EXERCISE DESCRIPTION →
Print the records below from the first line through the line containing "was actually changed.", both included, word for word.

RECORDS FOR THIS TASK →
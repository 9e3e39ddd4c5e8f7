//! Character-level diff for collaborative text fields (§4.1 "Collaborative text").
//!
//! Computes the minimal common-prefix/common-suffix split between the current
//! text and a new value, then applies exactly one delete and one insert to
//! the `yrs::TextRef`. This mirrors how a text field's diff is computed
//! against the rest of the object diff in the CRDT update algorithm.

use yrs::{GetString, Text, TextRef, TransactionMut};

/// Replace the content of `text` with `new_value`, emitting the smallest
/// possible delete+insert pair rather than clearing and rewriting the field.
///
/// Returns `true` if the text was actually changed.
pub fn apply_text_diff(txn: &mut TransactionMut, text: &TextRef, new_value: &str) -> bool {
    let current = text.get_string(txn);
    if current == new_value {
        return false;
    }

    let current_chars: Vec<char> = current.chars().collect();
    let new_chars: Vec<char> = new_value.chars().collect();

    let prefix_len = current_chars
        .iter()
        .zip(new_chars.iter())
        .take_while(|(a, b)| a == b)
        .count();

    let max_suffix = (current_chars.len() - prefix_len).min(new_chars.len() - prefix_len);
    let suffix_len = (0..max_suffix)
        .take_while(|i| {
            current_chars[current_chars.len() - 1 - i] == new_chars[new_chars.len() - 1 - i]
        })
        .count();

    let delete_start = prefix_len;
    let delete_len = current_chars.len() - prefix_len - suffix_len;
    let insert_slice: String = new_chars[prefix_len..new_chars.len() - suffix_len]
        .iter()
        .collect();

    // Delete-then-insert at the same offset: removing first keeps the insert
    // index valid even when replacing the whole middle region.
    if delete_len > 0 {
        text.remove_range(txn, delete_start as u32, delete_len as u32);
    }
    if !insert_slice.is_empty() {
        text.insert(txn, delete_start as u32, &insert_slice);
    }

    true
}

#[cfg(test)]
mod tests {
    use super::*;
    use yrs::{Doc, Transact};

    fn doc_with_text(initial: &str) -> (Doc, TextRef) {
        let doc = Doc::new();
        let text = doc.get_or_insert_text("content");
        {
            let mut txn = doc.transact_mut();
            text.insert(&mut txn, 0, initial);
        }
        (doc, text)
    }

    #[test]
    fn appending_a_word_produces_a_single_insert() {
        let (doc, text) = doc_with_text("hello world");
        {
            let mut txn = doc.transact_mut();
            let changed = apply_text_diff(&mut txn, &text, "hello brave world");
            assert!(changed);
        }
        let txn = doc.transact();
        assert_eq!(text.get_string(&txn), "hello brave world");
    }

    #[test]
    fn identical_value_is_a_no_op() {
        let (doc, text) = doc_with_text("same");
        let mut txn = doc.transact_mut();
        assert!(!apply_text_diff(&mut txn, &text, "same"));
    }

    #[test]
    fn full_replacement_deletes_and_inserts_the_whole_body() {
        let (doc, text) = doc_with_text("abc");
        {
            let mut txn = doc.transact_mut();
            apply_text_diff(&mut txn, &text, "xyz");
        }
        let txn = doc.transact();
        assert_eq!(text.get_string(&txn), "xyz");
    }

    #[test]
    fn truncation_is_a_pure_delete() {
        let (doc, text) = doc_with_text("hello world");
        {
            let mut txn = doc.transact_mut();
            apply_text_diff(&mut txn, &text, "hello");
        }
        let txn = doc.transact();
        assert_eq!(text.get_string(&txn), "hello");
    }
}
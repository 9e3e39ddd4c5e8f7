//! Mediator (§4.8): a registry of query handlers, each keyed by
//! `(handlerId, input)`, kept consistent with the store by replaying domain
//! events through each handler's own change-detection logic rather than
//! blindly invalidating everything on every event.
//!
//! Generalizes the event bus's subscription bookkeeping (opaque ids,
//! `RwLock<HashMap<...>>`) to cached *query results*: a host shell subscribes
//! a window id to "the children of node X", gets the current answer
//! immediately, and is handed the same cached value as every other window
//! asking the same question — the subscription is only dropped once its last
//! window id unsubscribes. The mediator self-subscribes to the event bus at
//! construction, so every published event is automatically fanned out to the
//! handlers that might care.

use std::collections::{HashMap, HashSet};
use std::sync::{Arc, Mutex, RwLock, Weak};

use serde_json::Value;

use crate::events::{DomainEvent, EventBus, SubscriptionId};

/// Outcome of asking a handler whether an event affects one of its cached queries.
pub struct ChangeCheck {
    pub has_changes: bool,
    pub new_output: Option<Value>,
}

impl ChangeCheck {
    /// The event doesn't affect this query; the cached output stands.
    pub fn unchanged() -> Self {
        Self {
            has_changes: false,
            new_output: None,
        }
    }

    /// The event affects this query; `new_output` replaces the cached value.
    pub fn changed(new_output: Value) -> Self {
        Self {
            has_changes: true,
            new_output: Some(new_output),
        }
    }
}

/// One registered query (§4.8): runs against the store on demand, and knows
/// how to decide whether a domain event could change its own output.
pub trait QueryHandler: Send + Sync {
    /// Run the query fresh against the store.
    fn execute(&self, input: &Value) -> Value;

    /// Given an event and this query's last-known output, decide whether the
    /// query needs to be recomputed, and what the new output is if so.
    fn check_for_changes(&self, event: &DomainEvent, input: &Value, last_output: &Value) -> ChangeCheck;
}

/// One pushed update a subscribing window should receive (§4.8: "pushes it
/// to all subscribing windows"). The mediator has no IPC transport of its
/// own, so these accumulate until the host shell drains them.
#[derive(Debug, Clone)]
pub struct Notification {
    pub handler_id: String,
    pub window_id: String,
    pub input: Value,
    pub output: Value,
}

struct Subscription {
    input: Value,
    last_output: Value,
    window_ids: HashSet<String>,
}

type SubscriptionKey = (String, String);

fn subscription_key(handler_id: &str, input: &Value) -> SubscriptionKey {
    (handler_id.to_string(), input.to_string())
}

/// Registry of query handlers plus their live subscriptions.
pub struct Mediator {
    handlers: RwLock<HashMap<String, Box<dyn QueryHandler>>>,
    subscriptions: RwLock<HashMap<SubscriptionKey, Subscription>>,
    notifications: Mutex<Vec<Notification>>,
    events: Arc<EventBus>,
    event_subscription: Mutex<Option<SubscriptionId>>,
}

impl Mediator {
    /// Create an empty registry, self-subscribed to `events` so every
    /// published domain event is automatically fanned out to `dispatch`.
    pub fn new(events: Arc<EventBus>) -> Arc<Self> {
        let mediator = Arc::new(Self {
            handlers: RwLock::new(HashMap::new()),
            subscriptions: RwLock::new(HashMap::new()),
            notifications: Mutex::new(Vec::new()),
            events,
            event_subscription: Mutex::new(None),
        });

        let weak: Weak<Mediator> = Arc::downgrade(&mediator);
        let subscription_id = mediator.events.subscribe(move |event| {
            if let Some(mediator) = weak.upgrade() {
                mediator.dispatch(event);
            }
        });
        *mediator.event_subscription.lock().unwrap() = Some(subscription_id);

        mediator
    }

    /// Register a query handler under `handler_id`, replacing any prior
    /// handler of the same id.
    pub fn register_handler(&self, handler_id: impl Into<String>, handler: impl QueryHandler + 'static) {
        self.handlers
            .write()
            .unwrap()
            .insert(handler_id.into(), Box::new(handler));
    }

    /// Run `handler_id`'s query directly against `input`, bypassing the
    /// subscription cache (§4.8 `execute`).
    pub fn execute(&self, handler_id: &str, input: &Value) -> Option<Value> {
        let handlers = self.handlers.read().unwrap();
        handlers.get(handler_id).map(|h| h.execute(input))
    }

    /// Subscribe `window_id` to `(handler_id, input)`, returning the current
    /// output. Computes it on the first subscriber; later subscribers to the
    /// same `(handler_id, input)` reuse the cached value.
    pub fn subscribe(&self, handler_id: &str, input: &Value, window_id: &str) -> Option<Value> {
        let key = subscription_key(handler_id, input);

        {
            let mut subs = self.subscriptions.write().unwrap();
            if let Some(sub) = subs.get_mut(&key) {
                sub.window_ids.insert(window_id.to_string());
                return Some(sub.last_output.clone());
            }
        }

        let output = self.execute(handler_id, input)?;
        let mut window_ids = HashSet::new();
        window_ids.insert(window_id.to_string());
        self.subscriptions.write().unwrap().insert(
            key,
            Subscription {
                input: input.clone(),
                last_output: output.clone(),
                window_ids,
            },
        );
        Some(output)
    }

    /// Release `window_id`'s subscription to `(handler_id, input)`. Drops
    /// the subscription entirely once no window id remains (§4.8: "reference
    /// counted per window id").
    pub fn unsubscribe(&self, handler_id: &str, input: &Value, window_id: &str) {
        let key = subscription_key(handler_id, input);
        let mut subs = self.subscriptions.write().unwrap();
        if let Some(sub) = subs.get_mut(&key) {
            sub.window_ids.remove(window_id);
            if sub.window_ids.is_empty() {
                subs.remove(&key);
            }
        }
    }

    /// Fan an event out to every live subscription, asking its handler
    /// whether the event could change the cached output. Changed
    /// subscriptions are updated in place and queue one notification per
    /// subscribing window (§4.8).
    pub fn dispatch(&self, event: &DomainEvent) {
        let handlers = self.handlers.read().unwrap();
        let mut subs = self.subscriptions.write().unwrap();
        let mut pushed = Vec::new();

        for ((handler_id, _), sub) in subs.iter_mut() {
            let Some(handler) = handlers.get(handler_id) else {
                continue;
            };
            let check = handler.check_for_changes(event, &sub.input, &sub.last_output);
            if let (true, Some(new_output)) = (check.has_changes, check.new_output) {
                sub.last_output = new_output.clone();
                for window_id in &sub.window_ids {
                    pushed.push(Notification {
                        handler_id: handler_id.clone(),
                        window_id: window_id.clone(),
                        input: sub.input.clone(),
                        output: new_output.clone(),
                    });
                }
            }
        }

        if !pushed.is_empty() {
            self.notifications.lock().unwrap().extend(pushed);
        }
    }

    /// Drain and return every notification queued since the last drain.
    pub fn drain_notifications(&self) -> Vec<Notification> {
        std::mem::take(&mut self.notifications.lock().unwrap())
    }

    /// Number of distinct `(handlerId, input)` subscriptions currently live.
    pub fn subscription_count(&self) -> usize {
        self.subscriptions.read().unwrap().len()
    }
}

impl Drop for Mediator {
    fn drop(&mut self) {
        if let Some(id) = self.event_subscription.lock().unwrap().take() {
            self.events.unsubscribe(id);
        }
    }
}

RESPONSE →
repository 9e3e39ddd4c5e8f7
//! Character-level diff for collaborative text fields (§4.1 "Collaborative text").
//!
//! Computes the minimal common-prefix/common-suffix split between the current
//! text and a new value, then applies exactly one delete and one insert to
//! the `yrs::TextRef`. This mirrors how a text field's diff is computed
//! against the rest of the object diff in the CRDT update algorithm.

use yrs::{GetString, Text, TextRef, TransactionMut};

/// Replace the content of `text` with `new_value`, emitting the smallest
/// possible delete+insert pair rather than clearing and rewriting the field.
///
/// Returns `true` if the text was actually changed.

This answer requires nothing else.